Long‑term insurance is meant to protect you or your loved one when everyday help becomes essential. Too often, people assume their plan will cover everything and are surprised to learn of gaps when their claim is denied.
This article explains what long‑term care insurance typically covers, what it does not, your rights if your claim is denied, and when it is wise to consult a lawyer.

What Is Long‑Term Care Insurance?
Long‑term care insurance (LTCI) is a type of insurance policy that helps pay for services and supports when you need assistance with daily living activities because of a chronic illness, disability, or cognitive impairment. These supports may be medical or non‑medical.
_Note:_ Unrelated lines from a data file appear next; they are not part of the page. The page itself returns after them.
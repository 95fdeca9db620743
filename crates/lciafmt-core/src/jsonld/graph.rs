//! Exchange graph builder
//!
//! Turns characterization rows into the method → indicator → factor → flow →
//! category object graph. Each entity is created the first time its
//! identifier is seen and looked up by identifier afterwards, so a graph
//! built from N rows over K distinct flows holds exactly K flows.

use super::schema::{
    Category, EntityType, Flow, FlowPropertyFactor, FlowType, ImpactCategory, ImpactFactor,
    ImpactMethod, ModelType, Ref,
};
use super::units;
use crate::anomaly::Anomaly;
use crate::identity::make_uuid;
use crate::methods::generate_method_description;
use crate::table::{CharacterizationRow, CharacterizationTable};
use indexmap::IndexMap;
use std::collections::HashSet;
use tracing::{debug, info};

fn category_id(path: &str) -> String {
    make_uuid([format!("category/flow/{path}")])
}

/// Entity counts of a graph
#[derive(Debug, Clone, Copy, Default, PartialEq, Eq)]
pub struct GraphStats {
    pub methods: usize,
    pub indicators: usize,
    pub factors: usize,
    pub flows: usize,
    pub categories: usize,
}

/// Owns all entities of one export operation, keyed by identifier
#[derive(Debug, Default)]
pub struct ExchangeGraph {
    methods: IndexMap<String, ImpactMethod>,
    indicators: IndexMap<String, ImpactCategory>,
    flows: IndexMap<String, Flow>,
    /// Keyed by derived id, so paths differing only in case share a node
    categories: IndexMap<String, Category>,
    failed_units: HashSet<String>,
    anomalies: Vec<Anomaly>,
}

impl ExchangeGraph {
    pub fn new() -> Self {
        Self::default()
    }

    pub fn add_table(&mut self, table: &CharacterizationTable) {
        for row in table {
            self.add_row(row);
        }
        let stats = self.stats();
        debug!(
            "Graph holds {} methods, {} indicators, {} flows, {} categories",
            stats.methods, stats.indicators, stats.flows, stats.categories
        );
    }

    /// Resolve the row's flow and indicator and append its factor
    pub fn add_row(&mut self, row: &CharacterizationRow) {
        let flow = self.flow(row);
        let factor = ImpactFactor {
            entity_type: EntityType::ImpactFactor,
            flow,
            flow_property: units::property_ref(&row.unit),
            unit: units::unit_ref(&row.unit),
            value: row.value,
        };
        let indicator_id = self.indicator(row);
        if let Some(indicator) = self.indicators.get_mut(&indicator_id) {
            indicator.impact_factors.push(factor);
        }
    }

    /// Create the category chain of `path` and return a reference to its leaf
    fn category(&mut self, path: &str) -> Option<Ref> {
        let path = path.trim();
        if path.is_empty() {
            return None;
        }
        if let Some(c) = self.categories.get(&category_id(path)) {
            return Some(Ref::named(EntityType::Category, &c.id, &c.name));
        }

        let parts: Vec<&str> = path.split('/').collect();
        let mut parent: Option<Ref> = None;
        for i in 0..parts.len() {
            let prefix = parts[..=i].join("/");
            let id = category_id(&prefix);
            if let Some(existing) = self.categories.get(&id) {
                parent = Some(Ref::named(EntityType::Category, &existing.id, &existing.name));
                continue;
            }
            debug!("init category {}", prefix);
            let category = Category {
                entity_type: EntityType::Category,
                id: id.clone(),
                name: parts[i].to_string(),
                model_type: ModelType::Flow,
                category: parent.take(),
            };
            parent = Some(Ref::named(EntityType::Category, &category.id, &category.name));
            self.categories.insert(id, category);
        }
        parent
    }

    fn flow(&mut self, row: &CharacterizationRow) -> Ref {
        let id = row.effective_flow_uuid();
        if let Some(flow) = self.flows.get(&id) {
            return Ref::named(EntityType::Flow, &flow.id, &flow.name);
        }

        let mut flow_properties = Vec::new();
        match units::property_ref(&row.unit) {
            Some(property) => flow_properties.push(FlowPropertyFactor {
                entity_type: EntityType::FlowPropertyFactor,
                conversion_factor: 1.0,
                reference_flow_property: true,
                flow_property: property,
            }),
            None => self.unit_failure(&row.unit),
        }

        let flow = Flow {
            entity_type: EntityType::Flow,
            id: id.clone(),
            name: row.flowable.clone(),
            cas: row.cas_no.clone(),
            flow_type: FlowType::ElementaryFlow,
            category: self.category(&row.context),
            flow_properties,
        };
        let reference = Ref::named(EntityType::Flow, &flow.id, &flow.name);
        self.flows.insert(id, flow);
        reference
    }

    fn unit_failure(&mut self, unit: &str) {
        if self.failed_units.insert(unit.to_string()) {
            let anomaly = Anomaly::FlowPropertyInferenceFailure {
                unit: unit.to_string(),
            };
            anomaly.log();
            self.anomalies.push(anomaly);
        }
    }

    /// Return the indicator id, creating the indicator on first use
    fn indicator(&mut self, row: &CharacterizationRow) -> String {
        let id = row.effective_indicator_uuid();
        if self.indicators.contains_key(&id) {
            return id;
        }

        info!("writing {} indicator ...", row.indicator);
        let indicator = ImpactCategory {
            entity_type: EntityType::ImpactCategory,
            id: id.clone(),
            name: row.indicator.clone(),
            reference_unit_name: row.indicator_unit.clone(),
            impact_factors: Vec::new(),
        };
        let summary = Ref {
            ref_unit: Some(indicator.reference_unit_name.clone()),
            ..Ref::named(EntityType::ImpactCategory, &id, &indicator.name)
        };
        self.indicators.insert(id.clone(), indicator);
        self.method(row).impact_categories.push(summary);
        id
    }

    fn method(&mut self, row: &CharacterizationRow) -> &mut ImpactMethod {
        let id = row.effective_method_uuid();
        self.methods.entry(id).or_insert_with_key(|id| {
            info!("writing {} method ...", row.method);
            ImpactMethod {
                entity_type: EntityType::ImpactMethod,
                id: id.clone(),
                name: row.method.clone(),
                description: Some(generate_method_description(&row.method)),
                version: Some(crate::VERSION.to_string()),
                impact_categories: Vec::new(),
            }
        })
    }

    pub fn methods(&self) -> impl Iterator<Item = &ImpactMethod> {
        self.methods.values()
    }

    pub fn indicators(&self) -> impl Iterator<Item = &ImpactCategory> {
        self.indicators.values()
    }

    pub fn flows(&self) -> impl Iterator<Item = &Flow> {
        self.flows.values()
    }

    pub fn categories(&self) -> impl Iterator<Item = &Category> {
        self.categories.values()
    }

    pub fn method_by_id(&self, id: &str) -> Option<&ImpactMethod> {
        self.methods.get(id)
    }

    pub fn indicator_by_id(&self, id: &str) -> Option<&ImpactCategory> {
        self.indicators.get(id)
    }

    pub fn flow_by_id(&self, id: &str) -> Option<&Flow> {
        self.flows.get(id)
    }

    pub fn category_by_path(&self, path: &str) -> Option<&Category> {
        self.categories.get(&category_id(path.trim()))
    }

    pub fn anomalies(&self) -> &[Anomaly] {
        &self.anomalies
    }

    pub fn stats(&self) -> GraphStats {
        GraphStats {
            methods: self.methods.len(),
            indicators: self.indicators.len(),
            factors: self
                .indicators
                .values()
                .map(|i| i.impact_factors.len())
                .sum(),
            flows: self.flows.len(),
            categories: self.categories.len(),
        }
    }
}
What counts as long‑term care is often different from what health insurance, Medicare, or Medicaid will cover.
Key terms to understand:
- Activities of Daily Living (ADLs): Tasks such as bathing, dressing, eating, toileting, walking, and transferring (getting in/out of bed or a chair). If you cannot complete a certain number of these tasks without help, benefits may become available.
- Cognitive Impairment: When you need supervision because of memory loss or related conditions such as Alzheimer’s.
- Benefit Trigger: The point (such as inability to perform several ADLs, or cognitive decline) when your policy allows you to access benefits.
What Long‑Term Insurance Typically Covers
Policies vary widely. Your policy will do what it will depend on the terms you choose (or the terms offered), the premium you pay, inflation protection, elimination periods (how long you wait before benefits start), and the maximum benefit period or lifetime cap.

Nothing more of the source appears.